Lab Invest. 2019 May;99(5):625-633. doi: 10.1038/s41374-018-0160-2. Epub 2019 Feb 13.
Pulmonary fibrosis is a major cause of death in patients with acute respiratory distress syndrome (ARDS). Our previous study revealed that lipopolysaccharide (LPS) challenge could lead to mouse lung fibroblast proliferation. Additionally, inhibition of autophagy in lung fibroblasts was also reported to be crucial during the process of pulmonary fibrosis. However, the correlation between proliferation and inhibition of autophagy of lung fibroblasts and the underlying mechanism remain unknown. In this study, we report that autophagy was inhibited in mouse lung fibroblasts after LPS challenge, and was accompanied by activation of the PI3K-Akt-mTOR signaling pathway. Treating mouse lung fibroblasts with LPS resulted in mTOR and Akt phosphorylation, p62 up-regulation, and significant down-regulation of autophagosomes, which could be reversed by PI3K-Akt inhibitors (Ly294002) or mTOR inhibitors (rapamycin, RAPA). Furthermore, either LPS or hydroxychloroquine (HCQ), an autophagy inhibitor, could promote mouse lung fibroblast proliferation, which could be reversed by RAPA application. The present research therefore reveals that LPS promotes lung fibroblast proliferation through autophagy inhibition via activation of the PI3K-Akt-mTOR pathway.

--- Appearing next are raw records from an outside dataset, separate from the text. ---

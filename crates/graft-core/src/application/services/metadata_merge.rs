//! Metadata Merge - personalise the acquired `package.json`.

use std::path::Path;

use tracing::{debug, instrument};

use crate::{
    application::{ApplicationError, ports::Filesystem},
    domain::{DESCRIPTOR_FILE, PackageDescriptor, ProjectMetadata, UiPlugin},
    error::GraftResult,
};

pub struct MetadataMerge<'a> {
    filesystem: &'a dyn Filesystem,
}

impl<'a> MetadataMerge<'a> {
    pub fn new(filesystem: &'a dyn Filesystem) -> Self {
        Self { filesystem }
    }

    /// Pin the UI plugins as dependencies, then overwrite `name`, `author`,
    /// `version` and `description`. Every other key survives in its original
    /// order.
    ///
    /// A failure here leaves the project directory in place.
    #[instrument(skip_all, fields(dir = %project_dir.display()))]
    pub fn merge(
        &self,
        project_dir: &Path,
        metadata: &ProjectMetadata,
        plugins: &[UiPlugin],
    ) -> GraftResult<()> {
        let path = project_dir.join(DESCRIPTOR_FILE);

        let source =
            self.filesystem
                .read_to_string(&path)
                .map_err(|e| ApplicationError::DescriptorRead {
                    path: path.clone(),
                    reason: e.to_string(),
                })?;

        let read_error = |e: crate::domain::DomainError| ApplicationError::DescriptorRead {
            path: path.clone(),
            reason: e.to_string(),
        };
        let mut descriptor = PackageDescriptor::parse(&source).map_err(read_error)?;
        descriptor.add_dependencies(plugins).map_err(read_error)?;
        descriptor.apply_metadata(metadata);

        let rendered =
            descriptor
                .to_pretty_string()
                .map_err(|e| ApplicationError::DescriptorWrite {
                    path: path.clone(),
                    reason: e.to_string(),
                })?;

        self.filesystem
            .write_file(&path, &rendered)
            .map_err(|e| ApplicationError::DescriptorWrite {
                path: path.clone(),
                reason: e.to_string(),
            })?;

        debug!(plugins = plugins.len(), "Descriptor updated");
        Ok(())
    }
}
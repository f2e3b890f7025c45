//! Error handling for the Graft CLI.
//!
//! Provides structured errors with:
//! - User-friendly messages
//! - Actionable suggestions
//! - Exit code mapping

use std::error::Error;

use owo_colors::OwoColorize;
use thiserror::Error;
use tracing::{debug, error, warn};

use graft_core::application::{ScaffoldFailure, ScaffoldStage};
use graft_core::error::GraftError;

// Re-export so callers only need `use crate::error::*`.
pub use graft_core::error::ErrorCategory as CoreCategory;

/// Result type alias for CLI operations.
pub type CliResult<T> = Result<T, CliError>;

/// CLI error types.
#[derive(Debug, Error)]
pub enum CliError {
    /// A configuration file could not be read, parsed, or written.
    #[error("Configuration error: {message}")]
    ConfigError {
        message: String,
        #[source]
        source: Option<Box<dyn std::error::Error + Send + Sync>>,
    },

    /// An error propagated from `graft-core` or an adapter.
    #[error(transparent)]
    Core(#[from] GraftError),

    /// A `graft init` stage failed; the stage is shown in the header.
    #[error("{error}")]
    Scaffold {
        stage: ScaffoldStage,
        error: GraftError,
    },

    /// An I/O operation failed.
    #[error("I/O error: {message}")]
    IoError {
        message: String,
        #[source]
        source: std::io::Error,
    },

    /// The user declined to overwrite an existing directory.
    #[error("Operation cancelled")]
    Cancelled,
}

impl From<std::io::Error> for CliError {
    fn from(err: std::io::Error) -> Self {
        CliError::IoError {
            message: err.to_string(),
            source: err,
        }
    }
}

impl From<ScaffoldFailure> for CliError {
    fn from(failure: ScaffoldFailure) -> Self {
        debug!(stage = %failure.stage, "Scaffold stopped");
        CliError::Scaffold {
            stage: failure.stage,
            error: failure.error,
        }
    }
}

impl CliError {
    /// Get user-actionable suggestions for fixing this error.
    pub fn suggestions(&self) -> Vec<String> {
        match self {
            Self::ConfigError { message, .. } => vec![
                format!("Configuration issue: {}", message),
                "Check the file reported by 'graft config path'".into(),
                "Use 'graft config init --force' to write a fresh default".into(),
            ],

            Self::Core(core_err) | Self::Scaffold { error: core_err, .. } => {
                core_err.suggestions()
            }

            Self::IoError { message, .. } => vec![
                format!("I/O operation failed: {}", message),
                "Check file permissions".into(),
                "Ensure the parent directory exists".into(),
            ],

            Self::Cancelled => Vec::new(),
        }
    }

    /// Get the error category for styling and exit codes.
    pub fn category(&self) -> ErrorCategory {
        match self {
            Self::ConfigError { .. } => ErrorCategory::Configuration,
            Self::Core(core) | Self::Scaffold { error: core, .. } => match core.category() {
                CoreCategory::Validation => ErrorCategory::UserError,
                CoreCategory::Compatibility => ErrorCategory::UserError,
                CoreCategory::NotFound => ErrorCategory::NotFound,
                CoreCategory::Configuration => ErrorCategory::Configuration,
                CoreCategory::Internal => ErrorCategory::Internal,
            },
            Self::IoError { .. } => ErrorCategory::Internal,
            Self::Cancelled => ErrorCategory::Cancelled,
        }
    }

    /// Warning-level errors stop the command but are not faults.
    pub fn is_warning(&self) -> bool {
        match self {
            Self::Core(core) | Self::Scaffold { error: core, .. } => core.is_warning(),
            _ => false,
        }
    }

    /// Exit code to pass to the OS.
    ///
    /// | Category      | Code |
    /// |---------------|------|
    /// | User error    |  2   |
    /// | Not found     |  3   |
    /// | Configuration |  4   |
    /// | Internal      |  1   |
    /// | Cancelled     | 130  |
    pub fn exit_code(&self) -> u8 {
        match self.category() {
            ErrorCategory::UserError => 2,
            ErrorCategory::NotFound => 3,
            ErrorCategory::Configuration => 4,
            ErrorCategory::Internal => 1,
            ErrorCategory::Cancelled => 130,
        }
    }

    fn label(&self) -> String {
        let kind = if self.is_warning() { "Warning" } else { "Error" };
        match self {
            Self::Scaffold { stage, .. } if self.is_warning() => {
                format!("{kind} (stopped at {stage}):")
            }
            Self::Scaffold { stage, .. } => format!("{kind} (failed at {stage}):"),
            _ => format!("{kind}:"),
        }
    }

    /// Format the error for display with colors and suggestions.
    pub fn format_colored(&self, verbose: bool) -> String {
        if matches!(self, Self::Cancelled) {
            return format!("\n{}\n", self.to_string().yellow());
        }

        let mut output = String::new();

        if self.is_warning() {
            output.push_str(&format!(
                "\n{} {}\n\n",
                "\u{26a0}".yellow().bold(),
                self.label().yellow().bold()
            ));
            output.push_str(&format!("  {}\n", self.to_string().yellow()));
        } else {
            output.push_str(&format!(
                "\n{} {}\n\n",
                "✗".red().bold(),
                self.label().red().bold()
            ));
            output.push_str(&format!("  {}\n", self.to_string().red()));
        }

        // Error chain (if verbose)
        if verbose {
            let mut source = self.source();
            while let Some(err) = source {
                output.push_str(&format!(
                    "\n  {} {}\n",
                    "→".dimmed(),
                    err.to_string().dimmed()
                ));
                source = err.source();
            }
        }

        let suggestions = self.suggestions();
        if !suggestions.is_empty() {
            output.push_str(&format!("\n{}\n", "Suggestions:".yellow().bold()));
            for suggestion in suggestions {
                output.push_str(&format!("  {}\n", suggestion));
            }
        }

        if !verbose {
            output.push('\n');
            output.push_str(&format!(
                "{} {}\n",
                "\u{2139}".blue(), // ℹ
                "Use -v / --verbose for more details.".dimmed(),
            ));
        }

        output
    }

    /// Plain-text version of [`Self::format_colored`] without ANSI codes.
    pub fn format_plain(&self, verbose: bool) -> String {
        if matches!(self, Self::Cancelled) {
            return format!("\n{self}\n");
        }

        let mut out = String::new();
        out.push_str(&format!("\n{} {}\n", self.label(), self));

        if verbose {
            let mut src = std::error::Error::source(self);
            while let Some(err) = src {
                out.push_str(&format!("  Caused by: {err}\n"));
                src = err.source();
            }
        }

        let suggestions = self.suggestions();
        if !suggestions.is_empty() {
            out.push_str("\nSuggestions:\n");
            for s in &suggestions {
                out.push_str(&format!("  {s}\n"));
            }
        }

        if !verbose {
            out.push_str("\nUse -v / --verbose for more details.\n");
        }

        out
    }

    /// Log the error using tracing.
    pub fn log(&self) {
        match self.category() {
            ErrorCategory::UserError => warn!("User error: {}", self),
            ErrorCategory::NotFound => warn!("Not found: {}", self),
            ErrorCategory::Configuration => error!("Configuration error: {}", self),
            ErrorCategory::Internal => error!("Internal error: {}", self),
            ErrorCategory::Cancelled => debug!("Cancelled by user"),
        }

        if let Some(source) = self.source() {
            debug!("Caused by: {}", source);
        }
    }
}

/// Error categories for classification.
#[derive(Debug, Clone, Copy, PartialEq, Eq)]
pub enum ErrorCategory {
    /// User input error (validation, invalid arguments).
    UserError,
    /// Resource not found.
    NotFound,
    /// Configuration error.
    Configuration,
    /// Internal/system error.
    Internal,
    /// The user backed out.
    Cancelled,
}

// ── IntoCli trait ─────────────────────────────────────────────────────────────

/// Extension trait to convert I/O results into [`CliError`] at call-sites
/// with a descriptive context message.
pub trait IntoCli<T> {
    /// Convert to `CliResult` attaching a human-readable context message.
    fn with_cli_context<F, S>(self, f: F) -> CliResult<T>
    where
        F: FnOnce() -> S,
        S: Into<String>;
}

impl<T> IntoCli<T> for Result<T, std::io::Error> {
    fn with_cli_context<F, S>(self, f: F) -> CliResult<T>
    where
        F: FnOnce() -> S,
        S: Into<String>,
    {
        self.map_err(|e| CliError::IoError {
            message: f().into(),
            source: e,
        })
    }
}
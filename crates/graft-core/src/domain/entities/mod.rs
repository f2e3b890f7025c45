pub mod catalog;
pub mod descriptor;
pub mod selection;

pub use catalog::*;
pub use descriptor::*;
pub use selection::*;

肺纤维化是急性呼吸窘迫综合征(ARDS)患者死亡的主要原因。我们之前的研究表明,脂多糖(LPS)刺激可导致小鼠肺成纤维细胞增殖。此外,有报道称肺成纤维细胞中自噬的抑制在肺纤维化过程中也是至关重要的。然而,肺成纤维细胞增殖和自噬抑制之间的相关性及其潜在机制尚不清楚。在本研究中,我们报道 LPS 刺激后,小鼠肺成纤维细胞中的自噬受到抑制,同时伴随着 PI3K-Akt-mTOR 信号通路的激活。用 LPS 处理小鼠肺成纤维细胞后,mTOR 和 Akt 发生磷酸化,p62 上调,自噬体明显下调,这可以被 PI3K-Akt 抑制剂(Ly294002)或 mTOR 抑制剂(雷帕霉素,RAPA)逆转。此外,LPS 或羟氯喹(HCQ),一种自噬抑制剂,均可促进小鼠肺成纤维细胞增殖,而 RAPA 的应用可逆转这一现象。因此,本研究揭示了 LPS 通过激活 PI3K-Akt-mTOR 通路抑制自噬从而促进肺成纤维细胞增殖。